AN ENDURING PAIN
Loss that will never leave us
REMEMBERING the Sept. 11 attacks is painful — even 20 years later. It’s a wound that never heals. There’s an expression I heard the other day: “We should never, ever forget. But we really don’t want to remember.” It’s so true.
I remember what happened like it was yesterday. I got a call that a small plane hit the north tower of the World Trade Center. It turned out to be a commercial jet.
I went into the north tower lobby, past windows that had already been blown out. All hell broke loose. The water lines had been severed.
Ten minutes later, we felt a vibration. We thought there was an explosion in the elevator shaft.
I was told the south tower had been hit. We had half the leadership from the Fire Department go from the north tower to the south tower.
I left the north tower and was looking for Mayor Rudy Giuliani when I went around the corner and saw people from OEM (the Office of Emergency Management).
That’s when the south tower fell. Of course, we knew then we were in bad shape with the north tower, and the day got progressively worse.
I was in the New York City Fire Department for 32 years. We lost 343 firefighters. I knew many of them personally. I lost friends. I went to so many funerals. The grief — it was almost unbearable.
There was a tremendous loss of leadership. The senior leaders in the FDNY had been there during the war years — the tough times in the city in the 1970s and 1980s.
That type of leadership was very difficult to replace.
But the anniversary is a lot worse for the families who lost loved ones than for me and all of us who survived.
What is remarkable is the patriotism and honor of family, city and country we have seen over the past 20 years.
We have children of heroes who died that day who joined the military, who joined the Fire Department and Police Department carrying on the traditions of their parents.

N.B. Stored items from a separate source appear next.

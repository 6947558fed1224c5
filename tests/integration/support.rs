//! Shared fixtures

use sitenav::access::SessionSubject;
use sitenav::concurrency::SitemapPublisher;
use sitenav::i18n::{MapTranslator, UnicodeCollator};
use sitenav::navigation::{HeadlessViews, Navigator};
use sitenav::sitemap::{DirectSource, SitemapBuildService, SitemapDeclaration};
use sitenav::tree::{AccessPolicy, NodeRecord, StandardPageKey};
use sitenav::types::Locale;
use sitenav::user::UserSitemap;
use std::sync::Arc;

pub fn page(uri: &str, policy: AccessPolicy) -> NodeRecord {
    NodeRecord::new(uri, uri.replace('/', "."), policy).with_view("page")
}

/// Public home, login and logout pages, a private home, a permission-guarded
/// `private/page1` reached through the `private` redirect, a `private/settings`
/// page that needs a full login, and a hidden page.
pub fn standard_declaration() -> SitemapDeclaration {
    SitemapDeclaration::new("core")
        .page(page("public/home", AccessPolicy::Public).with_standard_page(StandardPageKey::PublicHome))
        .page(page("public/login", AccessPolicy::Guest).with_standard_page(StandardPageKey::Login))
        .page(page("public/logout", AccessPolicy::Public).with_standard_page(StandardPageKey::Logout))
        .page(page("public/about", AccessPolicy::Public).with_position(2))
        .page(page("public/hidden", AccessPolicy::Public).with_position(-1))
        .page(page("private/home", AccessPolicy::User).with_standard_page(StandardPageKey::PrivateHome))
        .page(page("private/page1", AccessPolicy::Permission))
        .page(page("private/admin", AccessPolicy::roles(["admin"])))
        .page(page("private/settings", AccessPolicy::Authentication))
        .redirect("private", "private/page1")
}

pub fn build_service(declaration: SitemapDeclaration) -> SitemapBuildService {
    SitemapBuildService::new(vec![DirectSource::NAME.to_string()])
        .register(Arc::new(DirectSource::new().with_module(declaration)))
}

pub fn publisher(declaration: SitemapDeclaration) -> Arc<SitemapPublisher> {
    let publisher = Arc::new(SitemapPublisher::new());
    publisher.build(&build_service(declaration)).unwrap();
    publisher
}

pub struct Session {
    pub subject: Arc<SessionSubject>,
    pub sitemap: Arc<UserSitemap>,
    pub views: Arc<HeadlessViews>,
    pub navigator: Navigator,
}

pub fn session(publisher: Arc<SitemapPublisher>, translator: MapTranslator) -> Session {
    let subject = Arc::new(SessionSubject::new());
    let sitemap = Arc::new(UserSitemap::new(
        publisher,
        subject.clone(),
        Arc::new(translator),
        Arc::new(UnicodeCollator),
        Locale::default(),
    ));
    let views = Arc::new(HeadlessViews::new());
    let navigator = Navigator::new(sitemap.clone(), views.clone(), views.clone());
    Session {
        subject,
        sitemap,
        views,
        navigator,
    }
}
//! Optional `sitenav.toml` in a directory

use crate::config::CONFIG_FILE_NAME;
use config::builder::DefaultState;
use config::{ConfigBuilder, ConfigError, File, FileFormat};
use std::path::Path;

pub fn add_to_builder(
    builder: ConfigBuilder<DefaultState>,
    dir: &Path,
) -> Result<ConfigBuilder<DefaultState>, ConfigError> {
    let path = dir.join(CONFIG_FILE_NAME);
    Ok(builder.add_source(
        File::from(path.as_path())
            .format(FileFormat::Toml)
            .required(false),
    ))
}
//! CSV collision table.
//!
//! Headers are matched against the canonical column names after
//! normalization (case-insensitive, underscores treated as spaces), so both
//! `VEHICLE TYPE CODE 1` and `vehicle_type_code_1` are recognized. Rows with
//! more fields than the header or without a usable `COLLISION_ID` are
//! skipped and counted. Short rows are kept with the missing cells absent.

use std::fs::File;
use std::io::{BufReader, Read};
use std::path::{Path, PathBuf};
use std::sync::Arc;

use async_trait::async_trait;
use crash_map_collision_models::{CollisionRecord, columns};

use crate::parsing::{
    find_date_column, non_empty, normalize_header, parse_flag, parse_float, parse_int,
    parse_timestamp,
};
use crate::{Backend, CollisionStore, DatasetProvider, LoadError, MemoryStore, download};

/// Records parsed from a CSV file.
#[derive(Debug, Clone, Default)]
pub struct FlatTable {
    /// Header names as they appear in the file.
    pub columns: Vec<String>,
    /// Parsed rows in file order.
    pub records: Vec<CollisionRecord>,
    /// Rows dropped as malformed.
    pub skipped: u64,
}

/// Column positions resolved from the header row.
#[derive(Debug, Default)]
struct ColumnLayout {
    collision_id: Option<usize>,
    crash_date: usize,
    hour: Option<usize>,
    day: Option<usize>,
    season: Option<usize>,
    borough: Option<usize>,
    latitude: Option<usize>,
    longitude: Option<usize>,
    vehicle_type: Option<usize>,
    contributing_factor: Option<usize>,
    person_id: Option<usize>,
    person_type: Option<usize>,
    person_injury: Option<usize>,
    persons_injured: Option<usize>,
    persons_killed: Option<usize>,
    safety_used: Option<usize>,
}

impl ColumnLayout {
    fn resolve(headers: &[String]) -> Result<Self, LoadError> {
        let normalized: Vec<String> = headers.iter().map(|h| normalize_header(h)).collect();
        let find = |name: &str| {
            let wanted = normalize_header(name);
            normalized.iter().position(|h| *h == wanted)
        };

        let crash_date =
            find_date_column(headers).ok_or_else(|| LoadError::MissingDateColumn {
                columns: headers.to_vec(),
            })?;

        Ok(Self {
            collision_id: find(columns::COLLISION_ID),
            crash_date,
            hour: find(columns::HOUR),
            day: find(columns::DAY),
            season: find(columns::SEASON),
            borough: find(columns::BOROUGH),
            latitude: find(columns::LATITUDE),
            longitude: find(columns::LONGITUDE),
            vehicle_type: find(columns::VEHICLE_TYPE),
            contributing_factor: find(columns::CONTRIBUTING_FACTOR),
            person_id: find(columns::PERSON_ID),
            person_type: find(columns::PERSON_TYPE),
            person_injury: find(columns::PERSON_INJURY),
            persons_injured: find(columns::PERSONS_INJURED),
            persons_killed: find(columns::PERSONS_KILLED),
            safety_used: find(columns::SAFETY_USED),
        })
    }

    /// Builds a record from one row, or `None` if the row is malformed.
    fn record(&self, row: &[String]) -> Option<CollisionRecord> {
        let cell = |index: Option<usize>| {
            index
                .and_then(|i| row.get(i))
                .map(String::as_str)
                .unwrap_or_default()
        };

        let collision_id = parse_int(cell(self.collision_id))?;

        let mut record = CollisionRecord {
            collision_id,
            crash_timestamp: parse_timestamp(cell(Some(self.crash_date))),
            year: None,
            hour_of_day: parse_int(cell(self.hour)).and_then(|h| u8::try_from(h).ok()),
            day_of_week: parse_int(cell(self.day)).and_then(|d| u8::try_from(d).ok()),
            season: non_empty(cell(self.season)),
            borough: non_empty(cell(self.borough)),
            latitude: parse_float(cell(self.latitude)),
            longitude: parse_float(cell(self.longitude)),
            vehicle_type: non_empty(cell(self.vehicle_type)),
            contributing_factor: non_empty(cell(self.contributing_factor)),
            person_id: non_empty(cell(self.person_id)),
            person_type: non_empty(cell(self.person_type)),
            injury_status: non_empty(cell(self.person_injury)),
            persons_injured_count: parse_int(cell(self.persons_injured)),
            persons_killed_count: parse_int(cell(self.persons_killed)),
            safety_equipment_used: parse_flag(cell(self.safety_used)),
        };
        record.derive_time_attributes();
        Some(record)
    }
}

/// Parses collision rows from any reader.
///
/// # Errors
///
/// * If the header has no date column
/// * If reading from `reader` fails
pub fn read_table<R: Read>(reader: R, max_rows: Option<usize>) -> Result<FlatTable, LoadError> {
    let mut csv_reader = csv::ReaderBuilder::new()
        .flexible(true)
        .trim(csv::Trim::Headers)
        .from_reader(reader);

    let columns: Vec<String> = csv_reader
        .byte_headers()?
        .iter()
        .map(|h| String::from_utf8_lossy(h).trim().to_string())
        .collect();
    let layout = ColumnLayout::resolve(&columns)?;

    let mut table = FlatTable {
        columns,
        ..FlatTable::default()
    };
    let mut raw = csv::ByteRecord::new();
    let mut row = Vec::with_capacity(table.columns.len());

    loop {
        if max_rows.is_some_and(|max| table.records.len() >= max) {
            break;
        }

        match csv_reader.read_byte_record(&mut raw) {
            Ok(false) => break,
            Ok(true) => {}
            Err(e) if matches!(e.kind(), csv::ErrorKind::Io(_)) => return Err(e.into()),
            Err(e) => {
                log::debug!("Skipping unreadable row: {e}");
                table.skipped += 1;
                continue;
            }
        }

        if raw.len() > table.columns.len() {
            table.skipped += 1;
            continue;
        }

        row.clear();
        row.extend(raw.iter().map(|f| String::from_utf8_lossy(f).into_owned()));

        match layout.record(&row) {
            Some(record) => table.records.push(record),
            None => table.skipped += 1,
        }
    }

    Ok(table)
}

/// Parses collision rows from a CSV file.
///
/// # Errors
///
/// * If the file cannot be opened or read
/// * If the header has no date column
pub fn read_path(path: &Path, max_rows: Option<usize>) -> Result<FlatTable, LoadError> {
    let file = File::open(path)?;
    read_table(BufReader::new(file), max_rows)
}

/// Logs coverage diagnostics for a freshly parsed table.
pub fn log_summary(table: &FlatTable) {
    log::info!(
        "Parsed {} rows ({} skipped as malformed)",
        table.records.len(),
        table.skipped
    );

    let geo: Vec<(f64, f64)> = table
        .records
        .iter()
        .filter_map(|r| r.latitude.zip(r.longitude))
        .collect();
    if geo.is_empty() {
        log::warn!("No rows carry coordinates");
        return;
    }

    let (min_lat, max_lat, min_lon, max_lon) = geo.iter().fold(
        (f64::MAX, f64::MIN, f64::MAX, f64::MIN),
        |(a, b, c, d), &(lat, lon)| (a.min(lat), b.max(lat), c.min(lon), d.max(lon)),
    );
    log::info!(
        "{} rows with coordinates; lat {min_lat:.4}..{max_lat:.4}, lon {min_lon:.4}..{max_lon:.4}",
        geo.len()
    );
}

/// Loads the dataset from a CSV file, downloading it first if it is absent
/// and a URL is configured.
#[derive(Debug, Clone)]
pub struct CsvProvider {
    path: PathBuf,
    url: Option<String>,
}

impl CsvProvider {
    /// Creates a provider for the file at `path`.
    #[must_use]
    pub fn new(path: impl Into<PathBuf>, url: Option<String>) -> Self {
        Self {
            path: path.into(),
            url,
        }
    }

    /// Location of the CSV file.
    #[must_use]
    pub fn path(&self) -> &Path {
        &self.path
    }
}

#[async_trait]
impl DatasetProvider for CsvProvider {
    fn backend(&self) -> Backend {
        Backend::Csv
    }

    fn source_exists(&self) -> Option<bool> {
        Some(self.path.exists())
    }

    async fn open(&self) -> Result<Arc<dyn CollisionStore>, LoadError> {
        if !self.path.exists() {
            let Some(url) = &self.url else {
                return Err(LoadError::SourceNotFound {
                    path: self.path.clone(),
                });
            };
            download::fetch_to_file(url, &self.path).await?;
        }

        log::info!("Reading {}", self.path.display());
        let path = self.path.clone();
        let table = tokio::task::spawn_blocking(move || read_path(&path, None))
            .await
            .map_err(|e| LoadError::Task {
                message: e.to_string(),
            })??;
        log_summary(&table);

        Ok(Arc::new(MemoryStore::new(table.records, table.columns)))
    }
}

It makes me very proud to see that their parents paid the ultimate sacrifice and their children are willing to do the same. That’s so beautiful.
The city and country pulled together after 9/11. We never saw another time where politicians put aside petty differences and came together in New York City. Americans from all walks of life banded together.
It’s sad to see that politicians have divided into different groups and the spirit that brought us together after Sept. 11 is missing today.
There are positive developments, however.
There’s no question that the city is better prepared because of all the work the NYPD has put into terrorism prevention.
The NYPD has done a tremendous job with the federal authorities and the international community in making the city safer.
But the federal government has also made things more complicated
with its lax immigration policies by failing to protect our borders and allowing illegal immigrants into the country.
How can you have a country if you don’t know who is here?
What has happened in Afghanistan is a gut punch. As was the case 20 years ago, the Taliban terrorists are in charge of Afghanistan after our long-term military presence there.
We have to be disappointed about how much of our troops’ blood has been spilled and how many tears have been shed during a two-decade war. It doesn’t seem that we’re leaving Afghanistan any better off than it was when we invaded it to root out the terrorist camps.
It’s sad that people are still dying from Sept. 11. Thousands of people have fallen ill and died from breathing the contaminated air from the smoldering pile of rubble left from the collapse of the World Trade Center towers.
The federal government has gone out of its way to provide medical help and compensation to civilians and first responders who suffered the lingering effects from breathing in carcinogens.
Members of Mayor Giuliani’s administration get together every year on Sept. 11 to reflect on the anniversary and salute the tremendous people we lost 20 years ago.
This year will be especially difficult because of the many issues we have going on. On top of this tragedy, we’re still coping with the coronavirus pandemic.